Excerpt:
During the 1980s, the Mexican government decided to open its real estate and personal property market to foreign investors, after many other countries had done so during the 1970s. The objective was to increase the flow of productive investments and thereby to boost employment. Like many underdeveloped countries, Mexico was keen for developed countries to invest to facilitate its economic progress.

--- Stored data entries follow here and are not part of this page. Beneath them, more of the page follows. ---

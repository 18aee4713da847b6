use leptos::prelude::*;

#[component]
pub fn NotFound() -> impl IntoView {
	view! {
		<section class="not-found">
			<h1>"Error 404: Page not found"</h1>
		</section>
	}
}
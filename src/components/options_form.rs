//! Create form generated from the server's `OPTIONS` schema.

use leptos::ev::SubmitEvent;
use leptos::prelude::*;
use leptos::task::spawn_local;
use log::{info, warn};

use super::notification::{Notice, Snackbar};
use super::progress::Progress;
use crate::api::{GraphKind, Method};
use crate::error::AppError;
use crate::form::{ControlKind, FieldErrors, FormField, FormSchema, FormValues};
use crate::query::use_query_client;
use crate::use_graph_api;

/// Loads the options for `kind` and renders a create form from them.
/// Owns the notice so it outlives a rebuilt form.
#[component]
pub fn OptionsForm(kind: GraphKind) -> impl IntoView {
	let api = use_graph_api();
	let client = use_query_client();
	let notice = RwSignal::new(None::<Notice>);
	let options = LocalResource::new(move || {
		let api = api.clone();
		// Refetch whenever someone invalidates this kind's options.
		let _ = client.generation(&kind.options_key());
		async move { api.options(kind).await }
	});

	view! {
		<Suspense fallback=|| view! { <Progress /> }>
			{move || Suspend::new(async move {
				let options = options.await?;
				let schema = FormSchema::from_options(&options, Method::Post);
				let title = (!options.name.is_empty()).then(|| view! { <h2>{options.name.clone()}</h2> });
				let about = (!options.description.is_empty())
					.then(|| view! { <p class="form-description">{options.description.clone()}</p> });
				Ok::<_, AppError>(view! {
					{title}
					{about}
					<SchemaForm kind schema notice />
				})
			})}
		</Suspense>
		<Snackbar notice />
	}
}

/// One labelled control for `form_field`, bound to `values`.
fn field_control(
	form_field: FormField,
	values: RwSignal<FormValues>,
	errors: RwSignal<FieldErrors>,
) -> impl IntoView {
	let name = form_field.name.clone();
	let input_id = format!("field-{name}");
	let label = form_field.label().to_owned();
	let required = form_field.field.required;
	let hint = form_field.hint();
	let error_name = name.clone();
	let error = move || errors.with(|e| e.get(&error_name).map(ToString::to_string));

	let control = match form_field.control() {
		ControlKind::Checkbox => {
			let name = name.clone();
			view! {
				<input
					id=input_id.clone()
					type="checkbox"
					prop:checked={
						let name = name.clone();
						move || values.with(|v| v.get(&name) == "true")
					}
					on:change=move |ev| {
						let checked = event_target_checked(&ev);
						values.update(|v| v.set(name.clone(), checked.to_string()));
					}
				/>
			}
				.into_any()
		}
		kind => {
			let (input_type, step) = match kind {
				ControlKind::Number { step } => ("number", Some(step)),
				_ => ("text", None),
			};
			let min = form_field.field.min.map(|m| m.to_string());
			let max = form_field.field.max.map(|m| m.to_string());
			let name = name.clone();
			view! {
				<input
					id=input_id.clone()
					type=input_type
					step=step
					min=min
					max=max
					required=required
					prop:value={
						let name = name.clone();
						move || values.with(|v| v.get(&name).to_owned())
					}
					on:input=move |ev| {
						let raw = event_target_value(&ev);
						values.update(|v| v.set(name.clone(), raw));
					}
				/>
			}
				.into_any()
		}
	};

	view! {
		<div class="form-field">
			<label for=input_id>{label} {required.then_some(" *")}</label>
			{control}
			{hint.map(|hint| view! { <small class="form-field__hint">{hint}</small> })}
			{move || error().map(|e| view! { <small class="form-field__error">{e}</small> })}
		</div>
	}
}

/// Form for an already-loaded schema. Validates locally, then posts the
/// record and invalidates the kind's list on success.
#[component]
fn SchemaForm(kind: GraphKind, schema: FormSchema, notice: RwSignal<Option<Notice>>) -> impl IntoView {
	let api = use_graph_api();
	let client = use_query_client();
	let values = RwSignal::new(FormValues::new());
	let errors = RwSignal::new(FieldErrors::default());
	let pending = RwSignal::new(false);

	if schema.is_empty() {
		return view! {
			<p class="form-empty">{format!("{} graphs cannot be created here.", kind.label())}</p>
		}
			.into_any();
	}

	let controls = schema
		.fields()
		.iter()
		.cloned()
		.map(|form_field| field_control(form_field, values, errors))
		.collect_view();

	let on_submit = move |ev: SubmitEvent| {
		ev.prevent_default();
		if pending.get_untracked() {
			return;
		}
		let record = match schema.validate(&values.get_untracked()) {
			Ok(record) => record,
			Err(field_errors) => {
				errors.set(field_errors);
				return;
			}
		};
		errors.set(FieldErrors::default());
		pending.set(true);

		let api = api.clone();
		spawn_local(async move {
			match api.create(kind, record).await {
				Ok(graph) => {
					info!("created {} graph {} (order {})", kind.label(), graph.id, graph.order);
					client.invalidate(&kind.query_key());
					values.update(FormValues::clear);
					notice.set(Some(Notice::success(
						"Graph created",
						format!("{} graph of order {} ({})", kind.label(), graph.order, graph.id),
					)));
				}
				Err(err) => {
					warn!("creating {} graph failed: {err}", kind.label());
					notice.set(Some(Notice::error("Could not create graph", err.to_string())));
				}
			}
			pending.set(false);
		});
	};

	view! {
		<form class="options-form" novalidate=true on:submit=on_submit>
			<div class="options-form__fields">{controls}</div>
			<div class="options-form__actions">
				<button type="submit" class="btn btn--primary" disabled=move || pending.get()>
					"Submit"
				</button>
			</div>
		</form>
	}
		.into_any()
}
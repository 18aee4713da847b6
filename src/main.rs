use graph_studio::{App, init_logging};

fn main() {
	init_logging();
	leptos::mount::mount_to_body(App);
}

In this article, corporate and foreign investment experts, Alejandra Escandón Torres and Paola Díaz Silva, will show how Investment Promotion and Protection Agreements encourage foreign investment in Mexico by affording foreign investors the same level of legal security and fiscal protection as national investors. In particular, the authors will give essential insights into:
. How foreigners can incorporate a company in Mexico;
. What level of investment protection is available;
. What to do if an investment agreement is violated (methods of alternative dispute resolution); and
. Examples of past cases between corporations and Mexican authorities.Necessity of Investment Protection
Developed countries have historically been unsure about their companies investing in countries where the political or economic situation is undefined or unclear. For this reason, underdeveloped countries were ready to conclude State Contracts -- international agreements which introduced a new level of investment protection and alternative forms of dispute resolution. Under these agreements, disputes could be resolved by a national of a third state, or by an international arbitration court, such as the International Centre for Settlement of Investment Disputes (ICSID), which is in charge of administrating an arbitration process.